O governador do Banco de Portugal (BdP), Álvaro Santos Pereira, admitiu esta quinta-feira, no Parlamento, ter cometido uma “imprevidência” ao adquirir ações de várias empresas após ter tomado posse. Ouvido na Comissão de Orçamento, Finanças e Administração Pública (COFAP) na sequência de um requerimento do Chega, o líder do supervisor bancário revelou que a operação gerou mais-valias de 3.361 euros, valor que foi integralmente doado à IPSS Make-A-Wish Foundation.
Questionado pelos deputados, Álvaro Santos Pereira aproveitou para contextualizar que o regime aplicável ao Governador é mais restrito do que o do restante pessoal do regulador português. Segundo explicou, os colaboradores do Banco de Portugal não estão impedidos de comprar ações de empresas não financeiras, tendo apenas a obrigatoriedade de comunicar essas aquisições à Comissão de Ética do Banco.
“Foi uma imprevidência, sem dúvida, e ninguém lamenta mais essa imprevidência do que eu”, concluiu o governador, assumindo a responsabilidade e reforçando que o escrutínio público a que foi sujeito é uma “exigência” do cargo que ocupa.

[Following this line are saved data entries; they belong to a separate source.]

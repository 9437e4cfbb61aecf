use fontdb::{Database, Family, Query, Stretch, Style, Weight};
use once_cell::sync::Lazy;
use std::collections::HashMap;
use std::sync::Mutex;
use ttf_parser::Face;

// Average advance of a sans-serif glyph, relative to the font size.
const FALLBACK_ADVANCE: f32 = 0.56;

static TEXT_MEASURER: Lazy<Mutex<TextMeasurer>> = Lazy::new(|| Mutex::new(TextMeasurer::new()));

/// Width of `text` in pixels. Uses installed fonts when one matches
/// `font_family`, otherwise a per-character estimate.
pub fn text_width(text: &str, font_size: f32, font_family: &str) -> f32 {
    if text.is_empty() || font_size <= 0.0 {
        return 0.0;
    }
    let measured = TEXT_MEASURER
        .lock()
        .ok()
        .and_then(|mut measurer| measurer.measure(text, font_size, font_family));
    measured.unwrap_or_else(|| estimate_width(text, font_size))
}

pub fn estimate_width(text: &str, font_size: f32) -> f32 {
    text.chars().filter(|c| *c != '\n').count() as f32 * font_size * FALLBACK_ADVANCE
}

struct TextMeasurer {
    db: Database,
    loaded_system_fonts: bool,
    faces: HashMap<String, Option<FaceMetrics>>,
}

/// Horizontal advances pulled out of a font once, so the font data can be dropped.
struct FaceMetrics {
    units_per_em: f32,
    advances: HashMap<char, u16>,
}

impl TextMeasurer {
    fn new() -> Self {
        Self {
            db: Database::new(),
            loaded_system_fonts: false,
            faces: HashMap::new(),
        }
    }

    fn measure(&mut self, text: &str, font_size: f32, font_family: &str) -> Option<f32> {
        let key = font_family.trim().to_string();
        if !self.faces.contains_key(&key) {
            let metrics = self.load_face(font_family);
            if metrics.is_none() {
                tracing::debug!(family = font_family, "no installed font, estimating text width");
            }
            self.faces.insert(key.clone(), metrics);
        }
        let metrics = self.faces.get(&key)?.as_ref()?;
        let scale = font_size / metrics.units_per_em;
        let width = text
            .chars()
            .filter(|c| *c != '\n')
            .map(|c| match metrics.advances.get(&c) {
                Some(advance) if *advance > 0 => *advance as f32 * scale,
                _ => font_size * FALLBACK_ADVANCE,
            })
            .sum::<f32>();
        Some(width.max(0.0))
    }

    fn load_face(&mut self, font_family: &str) -> Option<FaceMetrics> {
        let names: Vec<String> = font_family
            .split(',')
            .map(|part| part.trim().trim_matches('"').trim_matches('\'').to_string())
            .filter(|name| !name.is_empty())
            .collect();
        let mut families: Vec<Family<'_>> = names
            .iter()
            .map(|name| match name.to_ascii_lowercase().as_str() {
                "serif" => Family::Serif,
                "sans-serif" | "system-ui" | "-apple-system" => Family::SansSerif,
                "monospace" => Family::Monospace,
                _ => Family::Name(name.as_str()),
            })
            .collect();
        if families.is_empty() {
            families.push(Family::SansSerif);
        }

        if !self.loaded_system_fonts {
            self.db.load_system_fonts();
            self.loaded_system_fonts = true;
        }

        let query = Query {
            families: &families,
            weight: Weight::NORMAL,
            stretch: Stretch::Normal,
            style: Style::Normal,
        };
        let id = self.db.query(&query)?;
        self.db
            .with_face_data(id, |data, index| {
                let face = Face::parse(data, index).ok()?;
                let mut advances = HashMap::new();
                for c in (' '..='~').chain("·…–—".chars()) {
                    if let Some(glyph) = face.glyph_index(c) {
                        advances.insert(c, face.glyph_hor_advance(glyph).unwrap_or(0));
                    }
                }
                Some(FaceMetrics {
                    units_per_em: face.units_per_em().max(1) as f32,
                    advances,
                })
            })
            .flatten()
    }
}

#[cfg(test)]
mod tests {
    use super::*;

    #[test]
    fn empty_text_has_no_width() {
        assert_eq!(text_width("", 12.0, "sans-serif"), 0.0);
        assert_eq!(text_width("abc", 0.0, "sans-serif"), 0.0);
    }

    #[test]
    fn estimate_scales_with_length_and_size() {
        assert_eq!(estimate_width("abcd", 10.0), 4.0 * 10.0 * FALLBACK_ADVANCE);
        assert!(estimate_width("abcdefgh", 12.0) > estimate_width("abcd", 12.0));
    }

    #[test]
    fn measured_width_grows_with_text() {
        let short = text_width("Error", 12.0, "Roboto, sans-serif");
        let long = text_width("Component/System component", 12.0, "Roboto, sans-serif");
        assert!(short > 0.0);
        assert!(long > short);
    }
}
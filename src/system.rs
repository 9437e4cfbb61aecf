use crate::config::FilterConfig;
use crate::error::Result;
use crate::span::Span;
use once_cell::sync::Lazy;
use regex::{Regex, RegexBuilder};

pub const SIDECAR_AUTH_FILTER_OPERATION_NAME_PATTERN: &str = r"^async\s+ext_authz\s+egress\s+.*$";
pub const ISTIO_MIXER_NAME_PATTERN: &str = r"^istio-mixer$";

static SIDECAR_AUTH_RE: Lazy<Regex> = Lazy::new(|| {
    RegexBuilder::new(SIDECAR_AUTH_FILTER_OPERATION_NAME_PATTERN)
        .case_insensitive(true)
        .build()
        .unwrap()
});
static MIXER_RE: Lazy<Regex> = Lazy::new(|| {
    RegexBuilder::new(ISTIO_MIXER_NAME_PATTERN)
        .case_insensitive(true)
        .build()
        .unwrap()
});

/// Recognizes spans emitted by mesh infrastructure rather than by services,
/// so they never show up as nodes in a dependency diagram.
#[derive(Debug, Clone)]
pub struct SystemSpanFilter {
    sidecar_auth_operation: Regex,
    mixer_service: Regex,
}

impl SystemSpanFilter {
    pub fn new(config: &FilterConfig) -> Result<Self> {
        Ok(Self {
            sidecar_auth_operation: RegexBuilder::new(&config.sidecar_auth_operation_pattern)
                .case_insensitive(true)
                .build()?,
            mixer_service: RegexBuilder::new(&config.mixer_service_pattern)
                .case_insensitive(true)
                .build()?,
        })
    }

    pub fn is_ignored(&self, span: &Span) -> bool {
        self.sidecar_auth_operation.is_match(&span.operation_name)
            || self.mixer_service.is_match(&span.service_name)
    }
}

impl Default for SystemSpanFilter {
    fn default() -> Self {
        Self {
            sidecar_auth_operation: SIDECAR_AUTH_RE.clone(),
            mixer_service: MIXER_RE.clone(),
        }
    }
}
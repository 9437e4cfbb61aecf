use thiserror::Error;

pub type Result<T> = std::result::Result<T, DiagramError>;

/// Problems found while turning a flat span list into a tree.
#[derive(Debug, Error, PartialEq, Eq)]
pub enum TraceError {
    #[error("invalid trace: expected 1 root span, found {count}")]
    MultipleRoots { count: usize },

    #[error("invalid trace: span {span_id} is its own ancestor")]
    Cycle { span_id: String },
}

#[derive(Debug, Error)]
pub enum DiagramError {
    #[error(transparent)]
    Trace(#[from] TraceError),

    #[error("unknown node: {0}")]
    UnknownNode(String),

    #[error("invalid span data: {0}")]
    Spans(#[from] serde_json::Error),

    #[error("invalid config: {0}")]
    Config(#[from] json5::Error),

    #[error("invalid filter pattern: {0}")]
    Pattern(#[from] regex::Error),

    #[error("io error: {0}")]
    Io(#[from] std::io::Error),
}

Durante a sua intervenção inicial, Álvaro Santos Pereira explicou que a situação decorreu de uma interpretação incorreta das normas de conduta. O governador esclareceu que as regras do Banco Central Europeu (BCE) permitem que os governadores detenham títulos de empresas não financeiras que já possuíssem antes de assumir o cargo, mas impedem qualquer compra posterior.
“No dia 1 de abril, o Banco Central Europeu (BCE) transmitiu-me que a compra de ações não era permitida. Os títulos tinham de ser vendidos, o que foi feito imediatamente”, relatou aos deputados, detalhando que soube da infração numa reunião de preparação com responsáveis do BCE.

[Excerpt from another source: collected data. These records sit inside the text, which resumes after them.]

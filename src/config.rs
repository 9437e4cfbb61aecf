use crate::error::Result;
use crate::system::{ISTIO_MIXER_NAME_PATTERN, SIDECAR_AUTH_FILTER_OPERATION_NAME_PATTERN};
use crate::theme::Theme;
use serde::{Deserialize, Serialize};
use std::path::Path;

#[derive(Debug, Clone, Serialize, Deserialize)]
pub struct DiagramConfig {
    pub min_radius: f32,
    pub max_radius: f32,
    /// Node size handed to the graph widget.
    pub node_size: u32,
    /// Nodes with this id take the system color regardless of cell.
    pub global_gateway: String,
    pub icon_size: f32,
    pub outline_shade: f32,
    pub outline_width: f32,
    pub error_badge_scale: f32,
    pub error_badge_x: f32,
    pub error_badge_gap: f32,
    pub graph_id: String,
    pub graph_type: String,
}

impl Default for DiagramConfig {
    fn default() -> Self {
        Self {
            min_radius: 60.0,
            max_radius: 120.0,
            node_size: 350,
            global_gateway: "global-gateway".to_string(),
            icon_size: 240.0,
            outline_shade: -0.08,
            outline_width: 5.0,
            error_badge_scale: 0.35,
            error_badge_x: 150.0,
            error_badge_gap: 30.0,
            graph_id: "graph-id".to_string(),
            graph_type: "trace-dependency".to_string(),
        }
    }
}

#[derive(Debug, Clone, Serialize, Deserialize)]
pub struct FilterConfig {
    pub sidecar_auth_operation_pattern: String,
    pub mixer_service_pattern: String,
}

impl Default for FilterConfig {
    fn default() -> Self {
        Self {
            sidecar_auth_operation_pattern: SIDECAR_AUTH_FILTER_OPERATION_NAME_PATTERN.to_string(),
            mixer_service_pattern: ISTIO_MIXER_NAME_PATTERN.to_string(),
        }
    }
}

#[derive(Debug, Clone, Serialize, Deserialize)]
pub struct RenderConfig {
    /// Opacity passed to the node view callback when icons are rendered up front.
    pub opacity: f32,
    /// Raster scale for PNG output.
    pub scale: f32,
    pub background: String,
}

impl Default for RenderConfig {
    fn default() -> Self {
        Self {
            opacity: 0.0,
            scale: 1.0,
            background: "#FFFFFF".to_string(),
        }
    }
}

#[derive(Debug, Clone)]
pub struct Config {
    pub theme: Theme,
    pub diagram: DiagramConfig,
    pub filter: FilterConfig,
    pub render: RenderConfig,
}

impl Default for Config {
    fn default() -> Self {
        let theme = Theme::cellery();
        let render = RenderConfig {
            background: theme.background.clone(),
            ..Default::default()
        };
        Self {
            theme,
            diagram: DiagramConfig::default(),
            filter: FilterConfig::default(),
            render,
        }
    }
}

#[derive(Debug, Default, Deserialize)]
#[serde(rename_all = "camelCase")]
struct ThemeVariables {
    font_family: Option<String>,
    font_size: Option<NumberOrString>,
    help_font_size: Option<NumberOrString>,
    palette: Option<Vec<String>>,
    system_color: Option<String>,
    error_color: Option<String>,
    unknown_color: Option<String>,
    text_color: Option<String>,
    secondary_text_color: Option<String>,
    action_color: Option<String>,
    legend_background: Option<String>,
    legend_border: Option<String>,
    background: Option<String>,
}

#[derive(Debug, Default, Deserialize)]
#[serde(rename_all = "camelCase")]
struct DiagramConfigFile {
    min_radius: Option<NumberOrString>,
    max_radius: Option<NumberOrString>,
    node_size: Option<u32>,
    global_gateway: Option<String>,
    outline_shade: Option<NumberOrString>,
    error_badge_scale: Option<NumberOrString>,
}

#[derive(Debug, Default, Deserialize)]
#[serde(rename_all = "camelCase")]
struct FilterConfigFile {
    sidecar_auth_operation_pattern: Option<String>,
    mixer_service_pattern: Option<String>,
}

#[derive(Debug, Default, Deserialize)]
#[serde(rename_all = "camelCase")]
struct RenderConfigFile {
    opacity: Option<NumberOrString>,
    scale: Option<NumberOrString>,
}

#[derive(Debug, Deserialize)]
#[serde(untagged)]
enum NumberOrString {
    Number(f32),
    String(String),
}

impl NumberOrString {
    fn as_f32(&self) -> Option<f32> {
        match self {
            NumberOrString::Number(val) => Some(*val),
            NumberOrString::String(val) => val.trim().trim_end_matches("px").parse::<f32>().ok(),
        }
    }
}

#[derive(Debug, Default, Deserialize)]
#[serde(rename_all = "camelCase")]
struct ConfigFile {
    theme: Option<String>,
    theme_variables: Option<ThemeVariables>,
    diagram: Option<DiagramConfigFile>,
    filter: Option<FilterConfigFile>,
    render: Option<RenderConfigFile>,
}

/// Loads a JSON (or JSON5) config file over the defaults.
pub fn load_config(path: Option<&Path>) -> Result<Config> {
    let Some(path) = path else {
        return Ok(Config::default());
    };
    let contents = std::fs::read_to_string(path)?;
    parse_config(&contents)
}

pub fn parse_config(contents: &str) -> Result<Config> {
    let mut config = Config::default();
    let parsed: ConfigFile = json5::from_str(contents)?;

    match parsed.theme.as_deref() {
        Some("dark") => config.theme = Theme::dark(),
        Some("default" | "cellery") | None => {}
        Some(other) => tracing::warn!(theme = other, "unknown theme, keeping default"),
    }

    if let Some(vars) = parsed.theme_variables {
        apply_theme_variables(&mut config.theme, vars);
    }
    config.render.background = config.theme.background.clone();

    if let Some(diagram) = parsed.diagram {
        if let Some(v) = diagram.min_radius.as_ref().and_then(NumberOrString::as_f32) {
            config.diagram.min_radius = v;
        }
        if let Some(v) = diagram.max_radius.as_ref().and_then(NumberOrString::as_f32) {
            config.diagram.max_radius = v;
        }
        if let Some(v) = diagram.node_size {
            config.diagram.node_size = v;
        }
        if let Some(v) = diagram.global_gateway {
            config.diagram.global_gateway = v;
        }
        if let Some(v) = diagram.outline_shade.as_ref().and_then(NumberOrString::as_f32) {
            config.diagram.outline_shade = v;
        }
        if let Some(v) = diagram.error_badge_scale.as_ref().and_then(NumberOrString::as_f32) {
            config.diagram.error_badge_scale = v;
        }
        if config.diagram.min_radius > config.diagram.max_radius {
            tracing::warn!(
                min = config.diagram.min_radius,
                max = config.diagram.max_radius,
                "minRadius exceeds maxRadius, swapping"
            );
            std::mem::swap(&mut config.diagram.min_radius, &mut config.diagram.max_radius);
        }
    }

    if let Some(filter) = parsed.filter {
        if let Some(v) = filter.sidecar_auth_operation_pattern {
            config.filter.sidecar_auth_operation_pattern = v;
        }
        if let Some(v) = filter.mixer_service_pattern {
            config.filter.mixer_service_pattern = v;
        }
    }

    if let Some(render) = parsed.render {
        if let Some(v) = render.opacity.as_ref().and_then(NumberOrString::as_f32) {
            config.render.opacity = v.clamp(-1.0, 1.0);
        }
        if let Some(v) = render.scale.as_ref().and_then(NumberOrString::as_f32) {
            if v > 0.0 {
                config.render.scale = v;
            } else {
                tracing::warn!(scale = v, "ignoring non-positive render scale");
            }
        }
    }

    Ok(config)
}

fn apply_theme_variables(theme: &mut Theme, vars: ThemeVariables) {
    if let Some(v) = vars.font_family {
        theme.font_family = v;
    }
    if let Some(v) = vars.font_size.as_ref().and_then(NumberOrString::as_f32) {
        theme.font_size = v;
    }
    if let Some(v) = vars.help_font_size.as_ref().and_then(NumberOrString::as_f32) {
        theme.help_font_size = v;
    }
    if let Some(v) = vars.palette.filter(|palette| !palette.is_empty()) {
        theme.palette = v;
    }
    if let Some(v) = vars.system_color {
        theme.system_color = v;
    }
    if let Some(v) = vars.error_color {
        theme.error_color = v;
    }
    if let Some(v) = vars.unknown_color {
        theme.unknown_color = v;
    }
    if let Some(v) = vars.text_color {
        theme.text_color = v;
    }
    if let Some(v) = vars.secondary_text_color {
        theme.secondary_text_color = v;
    }
    if let Some(v) = vars.action_color {
        theme.action_color = v;
    }
    if let Some(v) = vars.legend_background {
        theme.legend_background = v;
    }
    if let Some(v) = vars.legend_border {
        theme.legend_border = v;
    }
    if let Some(v) = vars.background {
        theme.background = v;
    }
}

As ações em causa pertenciam às empresas Jerónimo Martins, Galp Energia, Navigator e Nestlé, tendo sido adquiridas com fundos próprios do governador.
Álvaro Santos Pereira garantiu que o processo “nasceu de um mal-entendido” e que o desfecho serve de prova de que “os mecanismos do BCE e do Banco de Portugal funcionam”. O governador fez ainda questão de sublinhar a ausência de proveito pessoal com o negócio, assegurando que não obteve qualquer benefício pessoal com estas operações e que considera indispensável o cumprimento das obrigações éticas. Por esse motivo, as mais-valias obtidas, no montante de 3.361 euros, foram doadas de imediato à fundação Make-A-Wish.